Plate Tectonics Model
The Earth’s outer layer, the lithosphere, consists of a number of rigid, moving pieces called plates. These lithospheric plate rest on the asthenosphere, which is partially molten igneous rock. As the molten rock flows, very large and slow-moving convection currents are formed. Within the currents, material expands and rises as it is heated, and contracts and sinks as it cools. The currents in the asthenosphere cause the lithospheric plates to move; some plates are pushed apart, some together, and other slide past each other. The plate boundaries are the epicenters of earthquakes and the sites of most volcanic activity.
The study of the formation and movement of the lithospheric plates is called plate tectonics. This model demonstrates the complex relationships involved in this process.
Divergent oceanic boundaries are places where the lithospheric plates are moving apart. Most diverging boundaries have mid-ocean ridges (2) with deep rift valleys (3) along their entire length. Rising convection currents (indicated by arrows) in the asthenosphere (1) carry largely gas-free molten rock into the rift valleys, where new rocks solidify, forcing the ocean floor to spread. Lava from rift eruptions may spread over many kilometers (12). The rift valleys are broken into segments by faults called fracture zones (17). Movements along the fractures zones have been found to be the source of the earthquakes that occur along the ridge.

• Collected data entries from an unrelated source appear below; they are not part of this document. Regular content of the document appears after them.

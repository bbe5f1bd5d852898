//! Badge Codec - capability tags for resource handles
//!
//! A badge is the immutable word attached to a capability when the root task
//! mints a handle for a domain. When a request arrives on a badged endpoint,
//! the receiving manager decodes the badge to find the target object and to
//! check what the holder may do with it.
//!
//! # Layout
//! ```text
//!  63      56 55     48 47     40 39              20 19               0
//! ┌──────────┬─────────┬─────────┬──────────────────┬──────────────────┐
//! │   type   │  perms  │  space  │   owning domain  │     object id    │
//! └──────────┴─────────┴─────────┴──────────────────┴──────────────────┘
//! ```
//!
//! Values that do not fit their field are rejected, never truncated.

use core::fmt;

use bitflags::bitflags;
use serde::{Deserialize, Serialize};
use static_assertions::const_assert;

use crate::types::{ResourceKey, ResourceType};
use crate::{DomainId, ObjectId, ResourceError, Result, SpaceId, NULL_OBJECT};

pub const OBJECT_BITS: u32 = 20;
pub const DOMAIN_BITS: u32 = 20;
pub const SPACE_BITS: u32 = 8;
pub const PERM_BITS: u32 = 8;
pub const TYPE_BITS: u32 = 8;

const OBJECT_SHIFT: u32 = 0;
const DOMAIN_SHIFT: u32 = OBJECT_SHIFT + OBJECT_BITS;
const SPACE_SHIFT: u32 = DOMAIN_SHIFT + DOMAIN_BITS;
const PERM_SHIFT: u32 = SPACE_SHIFT + SPACE_BITS;
const TYPE_SHIFT: u32 = PERM_SHIFT + PERM_BITS;

const_assert!(OBJECT_BITS + DOMAIN_BITS + SPACE_BITS + PERM_BITS + TYPE_BITS <= u64::BITS);

/// Largest object id a badge can carry
pub const MAX_OBJECT_ID: ObjectId = (1 << OBJECT_BITS) - 1;

/// Largest domain id a badge can carry
pub const MAX_DOMAIN_ID: DomainId = (1 << DOMAIN_BITS) - 1;

/// Largest space id a badge can carry
pub const MAX_SPACE_ID: SpaceId = (1 << SPACE_BITS) - 1;

const fn mask(bits: u32) -> u64 {
    (1u64 << bits) - 1
}

bitflags! {
    /// Operations a badge holder may perform on the resource
    #[derive(Debug, Clone, Copy, PartialEq, Eq, Hash)]
    pub struct Perms: u8 {
        /// Query the object / use read-only server operations
        const READ = 1 << 0;
        /// Mutate the object; on a null-object endpoint, allocate
        const WRITE = 1 << 1;
        /// Share the handle (take extra references)
        const GRANT = 1 << 2;
        /// Revoke other domains' handles
        const REVOKE = 1 << 3;
    }
}

/// Capability badge: {type, perms, space, owning domain, object}
#[derive(Clone, Copy, PartialEq, Eq, Hash, PartialOrd, Ord, Default, Serialize, Deserialize)]
#[serde(transparent)]
#[repr(transparent)]
pub struct Badge(u64);

fn check_width(field: &'static str, value: u64, bits: u32) -> Result<u64> {
    if value > mask(bits) {
        return Err(ResourceError::BadgeOverflow { field, value, bits });
    }
    Ok(value)
}

impl Badge {
    /// Pack the five fields into one word
    ///
    /// # Errors
    /// Returns `BadgeOverflow` naming the first field that does not fit
    pub fn encode(
        rtype: ResourceType,
        perms: Perms,
        space: SpaceId,
        domain: DomainId,
        object: ObjectId,
    ) -> Result<Self> {
        let space = check_width("space id", u64::from(space), SPACE_BITS)?;
        let domain = check_width("domain id", u64::from(domain), DOMAIN_BITS)?;
        let object = check_width("object id", u64::from(object), OBJECT_BITS)?;

        Ok(Self(
            (u64::from(rtype.code()) << TYPE_SHIFT)
                | (u64::from(perms.bits()) << PERM_SHIFT)
                | (space << SPACE_SHIFT)
                | (domain << DOMAIN_SHIFT)
                | (object << OBJECT_SHIFT),
        ))
    }

    /// Badge for a key held by `domain`
    pub fn for_key(key: ResourceKey, perms: Perms, domain: DomainId) -> Result<Self> {
        Self::encode(key.rtype, perms, key.space, domain, key.object)
    }

    pub const fn from_raw(raw: u64) -> Self {
        Self(raw)
    }

    pub const fn raw(self) -> u64 {
        self.0
    }

    pub const fn resource_type(self) -> ResourceType {
        ResourceType(((self.0 >> TYPE_SHIFT) & mask(TYPE_BITS)) as u8)
    }

    pub const fn perms(self) -> Perms {
        Perms::from_bits_retain(((self.0 >> PERM_SHIFT) & mask(PERM_BITS)) as u8)
    }

    pub const fn space_id(self) -> SpaceId {
        ((self.0 >> SPACE_SHIFT) & mask(SPACE_BITS)) as SpaceId
    }

    pub const fn domain_id(self) -> DomainId {
        ((self.0 >> DOMAIN_SHIFT) & mask(DOMAIN_BITS)) as DomainId
    }

    pub const fn object_id(self) -> ObjectId {
        ((self.0 >> OBJECT_SHIFT) & mask(OBJECT_BITS)) as ObjectId
    }

    /// Endpoint badges carry the null object id
    pub const fn is_null_object(self) -> bool {
        self.object_id() == NULL_OBJECT
    }

    pub const fn key(self) -> ResourceKey {
        ResourceKey::new(self.resource_type(), self.space_id(), self.object_id())
    }

    /// Same badge, naming a different object
    pub fn with_object(self, object: ObjectId) -> Result<Self> {
        Self::encode(
            self.resource_type(),
            self.perms(),
            self.space_id(),
            self.domain_id(),
            object,
        )
    }

    /// Check that the badge grants every permission in `required`
    pub fn require(self, required: Perms) -> Result<()> {
        let granted = self.perms();
        if granted.contains(required) {
            Ok(())
        } else {
            Err(ResourceError::PermissionDenied { required, granted })
        }
    }
}

impl fmt::Debug for Badge {
    fn fmt(&self, f: &mut fmt::Formatter<'_>) -> fmt::Result {
        f.debug_struct("Badge")
            .field("type", &self.resource_type().code())
            .field("perms", &self.perms())
            .field("space", &self.space_id())
            .field("domain", &self.domain_id())
            .field("object", &self.object_id())
            .finish()
    }
}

The left side of the model illustrates a type of transform boundary, where one plates is sliding past another horizontally, causing little or no subduction/accretion. However, because the edges are rough, they catch on one another, allowing stress to build up. When this stress is released suddenly, earthquakes may occur. In the model, sedimentation (5) has filled in a large part of the area but a basin (6) can still be seen. The upper part of the model (16) can be moved slightly to simulate the motion at a transform boundary.
When one plate collides with another and slides beneath it, a deep-sea trench (7) is formed at the subduction boundary (8). When this trench is formed by the convergence of two ocean plates, it is bordered by a chain of volcanic islands on the overriding ocean plate. When an ocean plate (11) converges with a continental plate and the deep-sea trench is bordered by mountains and volcanoes (9) on the continental plate. The volcanoes occur when magma is forced up through cracks formed in the continental plate (10) as the ocean plate slides under it. The subducted part of the ocean plate is recycled into the asthenosphere.
The left side of the model shows a continental plate converging with an ocean plate. Thick, gaseous magma (13) has formed at the subduction boundary. Explosive subduction boundary eruption, consisting mainly of lava fragments, have formed a steep-sided cinder cone volcano (14). Even though the subducting plate as a whole sinks smoothly into the deep-sea subduction trench, the deepest part of the plate breaks into smaller pieces which become locked in place (15) for long periods of time. Sudden shifting of these pieces generates large earthquakes which can move the land several meters.